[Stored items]

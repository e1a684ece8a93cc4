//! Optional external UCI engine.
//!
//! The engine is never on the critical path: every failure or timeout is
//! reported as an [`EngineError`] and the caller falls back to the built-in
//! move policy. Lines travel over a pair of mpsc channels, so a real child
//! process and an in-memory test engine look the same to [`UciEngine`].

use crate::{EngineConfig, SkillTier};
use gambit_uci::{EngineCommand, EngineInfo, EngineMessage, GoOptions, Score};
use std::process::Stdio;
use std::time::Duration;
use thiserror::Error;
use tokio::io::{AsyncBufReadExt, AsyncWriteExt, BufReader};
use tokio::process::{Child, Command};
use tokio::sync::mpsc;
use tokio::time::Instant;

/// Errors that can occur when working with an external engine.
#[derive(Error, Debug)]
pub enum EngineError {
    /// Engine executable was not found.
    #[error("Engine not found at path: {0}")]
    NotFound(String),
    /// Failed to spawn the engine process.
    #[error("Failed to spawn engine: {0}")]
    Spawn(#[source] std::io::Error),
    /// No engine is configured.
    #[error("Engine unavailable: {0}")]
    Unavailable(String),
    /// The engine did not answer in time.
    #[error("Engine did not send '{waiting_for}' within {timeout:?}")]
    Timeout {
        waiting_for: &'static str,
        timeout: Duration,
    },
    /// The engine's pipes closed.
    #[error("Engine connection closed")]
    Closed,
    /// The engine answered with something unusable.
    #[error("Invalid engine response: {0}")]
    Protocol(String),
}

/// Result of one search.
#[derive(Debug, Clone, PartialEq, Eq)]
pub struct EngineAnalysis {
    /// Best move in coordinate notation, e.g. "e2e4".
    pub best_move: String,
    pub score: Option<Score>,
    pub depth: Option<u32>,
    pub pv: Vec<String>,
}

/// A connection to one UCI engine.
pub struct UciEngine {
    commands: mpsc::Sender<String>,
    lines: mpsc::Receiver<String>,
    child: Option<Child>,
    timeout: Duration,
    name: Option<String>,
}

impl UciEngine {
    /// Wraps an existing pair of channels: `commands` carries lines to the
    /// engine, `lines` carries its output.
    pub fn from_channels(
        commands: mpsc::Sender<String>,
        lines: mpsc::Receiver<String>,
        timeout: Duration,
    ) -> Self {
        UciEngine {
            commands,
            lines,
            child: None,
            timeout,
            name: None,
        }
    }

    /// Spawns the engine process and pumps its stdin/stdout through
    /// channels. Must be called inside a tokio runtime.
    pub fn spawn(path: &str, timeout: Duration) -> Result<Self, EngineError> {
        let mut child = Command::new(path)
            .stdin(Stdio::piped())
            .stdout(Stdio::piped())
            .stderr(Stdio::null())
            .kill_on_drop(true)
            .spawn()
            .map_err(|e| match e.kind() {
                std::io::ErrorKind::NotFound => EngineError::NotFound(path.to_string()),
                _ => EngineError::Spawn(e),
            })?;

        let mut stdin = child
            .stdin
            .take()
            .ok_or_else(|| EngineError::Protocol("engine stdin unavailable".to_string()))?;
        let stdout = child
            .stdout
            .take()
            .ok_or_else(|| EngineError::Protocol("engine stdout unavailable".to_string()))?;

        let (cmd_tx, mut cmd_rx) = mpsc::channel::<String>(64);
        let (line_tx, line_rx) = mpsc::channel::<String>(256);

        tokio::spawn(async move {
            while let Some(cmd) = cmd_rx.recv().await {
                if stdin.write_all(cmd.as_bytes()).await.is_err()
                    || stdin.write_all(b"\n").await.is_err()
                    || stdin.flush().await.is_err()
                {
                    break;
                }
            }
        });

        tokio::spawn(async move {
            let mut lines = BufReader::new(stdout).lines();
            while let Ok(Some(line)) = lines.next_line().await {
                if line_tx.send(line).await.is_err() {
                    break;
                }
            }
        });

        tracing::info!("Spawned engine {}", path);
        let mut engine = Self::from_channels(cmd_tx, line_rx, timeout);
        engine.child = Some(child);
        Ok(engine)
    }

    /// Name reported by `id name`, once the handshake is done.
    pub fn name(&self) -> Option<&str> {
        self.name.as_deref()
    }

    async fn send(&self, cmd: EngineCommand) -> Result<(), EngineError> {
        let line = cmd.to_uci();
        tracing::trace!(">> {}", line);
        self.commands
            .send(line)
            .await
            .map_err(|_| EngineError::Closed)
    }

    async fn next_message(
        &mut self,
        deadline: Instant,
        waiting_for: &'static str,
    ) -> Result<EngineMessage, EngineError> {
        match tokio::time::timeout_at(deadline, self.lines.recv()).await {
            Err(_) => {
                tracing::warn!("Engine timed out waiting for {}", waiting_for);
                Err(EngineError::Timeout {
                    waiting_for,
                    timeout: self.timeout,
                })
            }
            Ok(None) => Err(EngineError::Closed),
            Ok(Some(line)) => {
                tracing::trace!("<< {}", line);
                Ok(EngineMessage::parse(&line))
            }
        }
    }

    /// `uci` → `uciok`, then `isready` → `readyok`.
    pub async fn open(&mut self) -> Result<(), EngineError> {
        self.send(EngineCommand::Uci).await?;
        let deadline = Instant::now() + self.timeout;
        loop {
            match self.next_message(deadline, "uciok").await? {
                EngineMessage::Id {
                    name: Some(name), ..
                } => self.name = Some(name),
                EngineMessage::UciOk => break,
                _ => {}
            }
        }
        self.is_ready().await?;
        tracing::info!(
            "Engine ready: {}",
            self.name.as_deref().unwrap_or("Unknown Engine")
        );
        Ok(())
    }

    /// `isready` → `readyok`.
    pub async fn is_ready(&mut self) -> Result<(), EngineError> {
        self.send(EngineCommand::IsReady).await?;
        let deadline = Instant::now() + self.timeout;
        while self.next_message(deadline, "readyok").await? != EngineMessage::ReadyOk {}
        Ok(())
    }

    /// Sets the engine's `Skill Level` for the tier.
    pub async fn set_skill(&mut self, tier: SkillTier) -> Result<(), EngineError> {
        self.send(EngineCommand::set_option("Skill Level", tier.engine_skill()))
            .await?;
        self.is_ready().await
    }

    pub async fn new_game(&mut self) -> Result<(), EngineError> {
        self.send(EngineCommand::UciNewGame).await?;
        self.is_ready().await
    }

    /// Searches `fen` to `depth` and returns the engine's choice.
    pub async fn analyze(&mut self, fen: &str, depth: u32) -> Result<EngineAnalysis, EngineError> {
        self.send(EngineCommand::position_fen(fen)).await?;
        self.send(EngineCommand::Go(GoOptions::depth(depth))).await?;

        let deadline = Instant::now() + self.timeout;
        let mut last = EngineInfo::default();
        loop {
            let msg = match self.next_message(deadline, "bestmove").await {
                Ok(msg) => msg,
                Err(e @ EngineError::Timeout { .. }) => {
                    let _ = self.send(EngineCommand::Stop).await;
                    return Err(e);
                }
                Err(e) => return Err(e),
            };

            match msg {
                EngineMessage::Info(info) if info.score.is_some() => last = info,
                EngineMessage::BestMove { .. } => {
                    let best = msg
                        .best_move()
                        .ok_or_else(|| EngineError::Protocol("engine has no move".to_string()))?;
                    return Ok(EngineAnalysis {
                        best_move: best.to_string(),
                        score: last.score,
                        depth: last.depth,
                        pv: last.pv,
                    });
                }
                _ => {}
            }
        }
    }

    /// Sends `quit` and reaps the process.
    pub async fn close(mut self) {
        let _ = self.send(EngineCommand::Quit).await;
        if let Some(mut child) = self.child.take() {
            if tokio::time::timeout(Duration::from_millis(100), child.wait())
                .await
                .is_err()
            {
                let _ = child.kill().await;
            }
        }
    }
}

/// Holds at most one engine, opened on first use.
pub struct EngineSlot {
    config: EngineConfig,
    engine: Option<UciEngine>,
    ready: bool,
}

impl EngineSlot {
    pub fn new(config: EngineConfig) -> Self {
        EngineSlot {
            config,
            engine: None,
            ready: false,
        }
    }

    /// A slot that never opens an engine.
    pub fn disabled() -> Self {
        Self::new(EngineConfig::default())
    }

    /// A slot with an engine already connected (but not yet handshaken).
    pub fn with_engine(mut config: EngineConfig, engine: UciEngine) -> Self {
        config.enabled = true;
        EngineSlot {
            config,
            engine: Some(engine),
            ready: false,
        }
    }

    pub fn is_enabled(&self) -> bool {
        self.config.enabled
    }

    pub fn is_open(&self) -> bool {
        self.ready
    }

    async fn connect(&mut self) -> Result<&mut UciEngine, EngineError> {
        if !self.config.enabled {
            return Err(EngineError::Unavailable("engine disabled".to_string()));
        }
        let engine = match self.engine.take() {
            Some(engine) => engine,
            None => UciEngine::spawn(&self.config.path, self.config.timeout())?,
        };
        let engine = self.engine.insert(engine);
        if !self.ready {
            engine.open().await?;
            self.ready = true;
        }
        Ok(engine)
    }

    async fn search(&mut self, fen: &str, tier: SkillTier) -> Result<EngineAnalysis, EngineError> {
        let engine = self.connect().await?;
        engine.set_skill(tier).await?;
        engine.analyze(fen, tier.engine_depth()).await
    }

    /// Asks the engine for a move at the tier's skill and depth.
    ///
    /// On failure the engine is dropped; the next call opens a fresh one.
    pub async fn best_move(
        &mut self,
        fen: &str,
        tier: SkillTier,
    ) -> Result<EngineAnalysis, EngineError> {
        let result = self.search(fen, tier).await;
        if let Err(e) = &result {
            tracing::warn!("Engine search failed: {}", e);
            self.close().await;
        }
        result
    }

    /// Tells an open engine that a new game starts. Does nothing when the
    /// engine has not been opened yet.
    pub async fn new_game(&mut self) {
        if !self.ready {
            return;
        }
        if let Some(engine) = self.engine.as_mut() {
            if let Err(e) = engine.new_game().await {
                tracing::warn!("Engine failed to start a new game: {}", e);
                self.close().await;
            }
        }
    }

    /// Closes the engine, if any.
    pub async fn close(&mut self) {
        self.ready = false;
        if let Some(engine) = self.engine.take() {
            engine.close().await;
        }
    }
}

--- TASK ---
Count the lines in the records above that contain the word "tracing", and give only that number.

--- TASK OUTPUT ---
7